ABOUT THIS EXERCISE: Write out the listing below exactly, beginning at its first line and ending with the line that contains "computed once per".

%%

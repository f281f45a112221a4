// Copyright 2025 the Timeladder Authors
// SPDX-License-Identifier: Apache-2.0 OR MIT

//! Vote-intensity dots.
//!
//! Dot geometry depends only on the vote dataset, so it is computed once per
//! snapshot ([`VoteDotTable::from_tallies`]) and looked up every frame.
//!
//! Vertical offsets follow a median-anchored two-segment curve:
//! - totals at or below the median rise from `min_offset` to the half-range
//!   point along `(t / median)^(1 / low_gamma)`;
//! - totals above the median rise from the half-range point to `max_offset`
//!   along `((t - median) / (max - median))^(1 / high_gamma)`.
//!
//! When the largest total exceeds `outlier_ratio` times the median, every dot
//! is lifted by a boost of up to `boost_fraction` of the range so that one
//! outlier does not flatten everything else against the floor.

use alloc::vec::Vec;
use core::hash::Hash;

use hashbrown::HashMap;
#[cfg(not(feature = "std"))]
use kurbo::common::FloatFuncs as _;

/// Promote/demote counts for one event.
#[derive(Clone, Copy, Debug, Default, PartialEq, Eq, Hash)]
#[cfg_attr(feature = "serde", derive(serde::Serialize, serde::Deserialize))]
pub struct VoteTally {
    /// Up votes.
    pub promote: u32,
    /// Down votes.
    pub demote: u32,
}

impl VoteTally {
    /// Creates a tally.
    #[must_use]
    pub const fn new(promote: u32, demote: u32) -> Self {
        Self { promote, demote }
    }

    /// `promote + demote`.
    #[must_use]
    pub fn total(self) -> u64 {
        u64::from(self.promote) + u64::from(self.demote)
    }

    /// `promote - demote`.
    #[must_use]
    pub fn net(self) -> i64 {
        i64::from(self.promote) - i64::from(self.demote)
    }
}

/// Tuning for vote dot geometry.
#[derive(Clone, Copy, Debug, PartialEq)]
pub struct VoteDotConfig {
    /// Offset above the rung top for the smallest non-zero total, in pixels.
    pub min_offset: f64,
    /// Offset for the largest total, in pixels.
    pub max_offset: f64,
    /// Exponent denominator for totals at or below the median.
    pub low_gamma: f64,
    /// Exponent denominator for totals above the median.
    pub high_gamma: f64,
    /// `max / median` beyond which the outlier boost applies.
    pub outlier_ratio: f64,
    /// Largest boost, as a fraction of `max_offset - min_offset`.
    pub boost_fraction: f64,
    /// Diameter of a neutral dot.
    pub min_size: f64,
    /// Diameter of the dot with the largest absolute net.
    pub max_size: f64,
}

impl Default for VoteDotConfig {
    fn default() -> Self {
        Self {
            min_offset: 4.0,
            max_offset: 36.0,
            low_gamma: 1.35,
            high_gamma: 1.85,
            outlier_ratio: 4.0,
            boost_fraction: 0.15,
            min_size: 3.0,
            max_size: 8.0,
        }
    }
}

/// Derived overlay glyph for one event.
#[derive(Clone, Copy, Debug, PartialEq)]
pub struct VoteDot {
    /// Diameter in pixels.
    pub size: f64,
    /// Height above the rung top in pixels.
    pub offset: f64,
    /// `promote - demote`.
    pub net: i64,
    /// `promote + demote`.
    pub total: u64,
    /// `net == 0`.
    pub neutral: bool,
    /// `total > 0`.
    pub visible: bool,
}

impl VoteDot {
    /// A dot that is never drawn, used for events without (or with failed) vote data.
    pub const HIDDEN: Self = Self {
        size: 0.0,
        offset: 0.0,
        net: 0,
        total: 0,
        neutral: true,
        visible: false,
    };
}

/// Statistics of one vote dataset that shape the curve.
#[derive(Clone, Copy, Debug, PartialEq)]
pub struct VoteCurve {
    /// Median of the non-zero totals.
    pub median: f64,
    /// Largest total.
    pub max_total: f64,
    /// Largest absolute net.
    pub max_abs_net: f64,
    /// Boost added to every offset, in pixels.
    pub boost: f64,
}

impl VoteCurve {
    /// Derives the curve for a set of tallies, or `None` if every total is zero.
    #[must_use]
    pub fn fit(tallies: impl IntoIterator<Item = VoteTally>, config: &VoteDotConfig) -> Option<Self> {
        let mut totals = Vec::new();
        let mut max_abs_net = 0_u64;
        for t in tallies {
            if t.total() > 0 {
                totals.push(t.total());
            }
            max_abs_net = max_abs_net.max(t.net().unsigned_abs());
        }
        if totals.is_empty() {
            return None;
        }
        totals.sort_unstable();
        let mid = totals.len() / 2;
        let median = if totals.len() % 2 == 0 {
            (totals[mid - 1] as f64 + totals[mid] as f64) * 0.5
        } else {
            totals[mid] as f64
        };
        let max_total = totals[totals.len() - 1] as f64;

        let ratio = max_total / median;
        let boost = if ratio > config.outlier_ratio {
            let strength = (ratio / config.outlier_ratio).ln().min(1.0);
            strength * config.boost_fraction * range(config)
        } else {
            0.0
        };
        Some(Self {
            median,
            max_total,
            max_abs_net: max_abs_net as f64,
            boost,
        })
    }

    /// Vertical offset for `tally` on this curve.
    #[must_use]
    pub fn offset(&self, total: u64, config: &VoteDotConfig) -> f64 {
        let total = total as f64;
        let half = config.min_offset + range(config) * 0.5;
        let raw = if total <= self.median {
            let t = (total / self.median).clamp(0.0, 1.0);
            config.min_offset + (half - config.min_offset) * t.powf(1.0 / config.low_gamma)
        } else {
            let span = self.max_total - self.median;
            let t = if span > 0.0 {
                ((total - self.median) / span).clamp(0.0, 1.0)
            } else {
                1.0
            };
            half + (config.max_offset - half) * t.powf(1.0 / config.high_gamma)
        };
        (raw + self.boost).min(config.max_offset)
    }

    /// Dot diameter for a given net.
    #[must_use]
    pub fn size(&self, net: i64, config: &VoteDotConfig) -> f64 {
        if net == 0 || self.max_abs_net <= 0.0 {
            return config.min_size;
        }
        let t = (net.unsigned_abs() as f64 / self.max_abs_net).clamp(0.0, 1.0);
        config.min_size + (config.max_size - config.min_size) * t.sqrt()
    }

    /// Builds the dot for `tally`.
    #[must_use]
    pub fn dot(&self, tally: VoteTally, config: &VoteDotConfig) -> VoteDot {
        let total = tally.total();
        if total == 0 {
            return VoteDot {
                net: 0,
                ..VoteDot::HIDDEN
            };
        }
        let net = tally.net();
        VoteDot {
            size: self.size(net, config),
            offset: self.offset(total, config),
            net,
            total,
            neutral: net == 0,
            visible: true,
        }
    }
}

fn range(config: &VoteDotConfig) -> f64 {
    (config.max_offset - config.min_offset).max(0.0)
}

/// Computes dots for a slice of tallies, index-aligned with the input.
///
/// `None` entries (no data, or a failed lookup) produce [`VoteDot::HIDDEN`] and
/// do not influence the curve.
#[must_use]
pub fn compute_vote_dots(tallies: &[Option<VoteTally>], config: &VoteDotConfig) -> Vec<VoteDot> {
    let Some(curve) = VoteCurve::fit(tallies.iter().flatten().copied(), config) else {
        return tallies.iter().map(|_| VoteDot::HIDDEN).collect();
    };
    tallies
        .iter()
        .map(|t| t.map_or(VoteDot::HIDDEN, |t| curve.dot(t, config)))
        .collect()
}

/// Vote dots for one dataset snapshot, keyed by event id.
#[derive(Clone, Debug)]
pub struct VoteDotTable<K> {
    dots: HashMap<K, VoteDot>,
    curve: Option<VoteCurve>,
}

impl<K> Default for VoteDotTable<K> {
    fn default() -> Self {
        Self {
            dots: HashMap::new(),
            curve: None,
        }
    }
}

impl<K: Copy + Hash + Eq> VoteDotTable<K> {
    /// Builds the table from `(id, tally)` pairs.
    #[must_use]
    pub fn from_tallies(tallies: impl IntoIterator<Item = (K, VoteTally)>, config: &VoteDotConfig) -> Self {
        let tallies: Vec<(K, VoteTally)> = tallies.into_iter().collect();
        let curve = VoteCurve::fit(tallies.iter().map(|(_, t)| *t), config);
        let dots = tallies
            .into_iter()
            .map(|(id, t)| {
                let dot = curve.map_or(VoteDot::HIDDEN, |c| c.dot(t, config));
                (id, dot)
            })
            .collect();
        Self { dots, curve }
    }

    /// Returns `true` once any tally has been loaded.
    #[must_use]
    pub fn is_loaded(&self) -> bool {
        !self.dots.is_empty()
    }

    /// Dot for `id`; [`VoteDot::HIDDEN`] when unknown.
    #[must_use]
    pub fn get(&self, id: &K) -> VoteDot {
        self.dots.get(id).copied().unwrap_or(VoteDot::HIDDEN)
    }

    /// Curve statistics, if any total was non-zero.
    #[must_use]
    pub fn curve(&self) -> Option<VoteCurve> {
        self.curve
    }

    /// Number of events in the snapshot.
    #[must_use]
    pub fn len(&self) -> usize {
        self.dots.len()
    }

    /// Returns `true` if the snapshot is empty.
    #[must_use]
    pub fn is_empty(&self) -> bool {
        self.dots.is_empty()
    }
}

#[cfg(test)]
mod tests {
    extern crate std;

    use super::{VoteCurve, VoteDot, VoteDotConfig, VoteTally, compute_vote_dots};

    fn tally(promote: u32, demote: u32) -> Option<VoteTally> {
        Some(VoteTally::new(promote, demote))
    }

    #[test]
    fn outlier_gets_max_offset_and_boost() {
        let cfg = VoteDotConfig::default();
        let tallies = [tally(0, 0), tally(0, 0), tally(4, 1), tally(2, 3), tally(90, 10)];
        let dots = compute_vote_dots(&tallies, &cfg);

        assert!(!dots[0].visible && !dots[1].visible);
        assert_eq!(dots[4].offset, cfg.max_offset);

        let curve = VoteCurve::fit(tallies.iter().flatten().copied(), &cfg).unwrap();
        assert_eq!(curve.median, 5.0);
        assert!(curve.boost > 0.0);

        // Median totals land at half range plus the boost.
        let half = cfg.min_offset + (cfg.max_offset - cfg.min_offset) * 0.5;
        assert!((dots[2].offset - (half + curve.boost)).abs() < 1e-9);
        assert_eq!(dots[2].offset, dots[3].offset);
    }

    #[test]
    fn no_boost_without_outlier() {
        let cfg = VoteDotConfig::default();
        let curve = VoteCurve::fit([VoteTally::new(2, 0), VoteTally::new(3, 1), VoteTally::new(6, 0)], &cfg).unwrap();
        assert_eq!(curve.boost, 0.0);
        assert_eq!(curve.offset(6, &cfg), cfg.max_offset);
        assert!(curve.offset(1, &cfg) > cfg.min_offset);
        assert!(curve.offset(1, &cfg) < curve.offset(3, &cfg));
    }

    #[test]
    fn offsets_are_monotonic_in_total() {
        let cfg = VoteDotConfig::default();
        let curve = VoteCurve::fit((1..=200).map(|t| VoteTally::new(t, 0)), &cfg).unwrap();
        let mut prev = 0.0;
        for t in 1..=200 {
            let o = curve.offset(t, &cfg);
            assert!(o >= prev, "{t}: {o} < {prev}");
            assert!(o <= cfg.max_offset);
            prev = o;
        }
    }

    #[test]
    fn neutral_and_missing() {
        let cfg = VoteDotConfig::default();
        let dots = compute_vote_dots(&[tally(3, 3), None, tally(5, 0)], &cfg);
        assert!(dots[0].visible && dots[0].neutral);
        assert_eq!(dots[0].size, cfg.min_size);
        assert_eq!(dots[1], VoteDot::HIDDEN);
        assert_eq!(dots[2].size, cfg.max_size);
        assert_eq!(dots[2].net, 5);
    }

    #[test]
    fn all_zero_is_all_hidden() {
        let cfg = VoteDotConfig::default();
        let dots = compute_vote_dots(&[tally(0, 0), tally(0, 0)], &cfg);
        assert!(dots.iter().all(|d| !d.visible));
    }
}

%%

RESULT OF THIS TASK:
repository f281f45a112221a4
// Copyright 2025 the Timeladder Authors
// SPDX-License-Identifier: Apache-2.0 OR MIT

//! Vote-intensity dots.
//!
//! Dot geometry depends only on the vote dataset, so it is computed once per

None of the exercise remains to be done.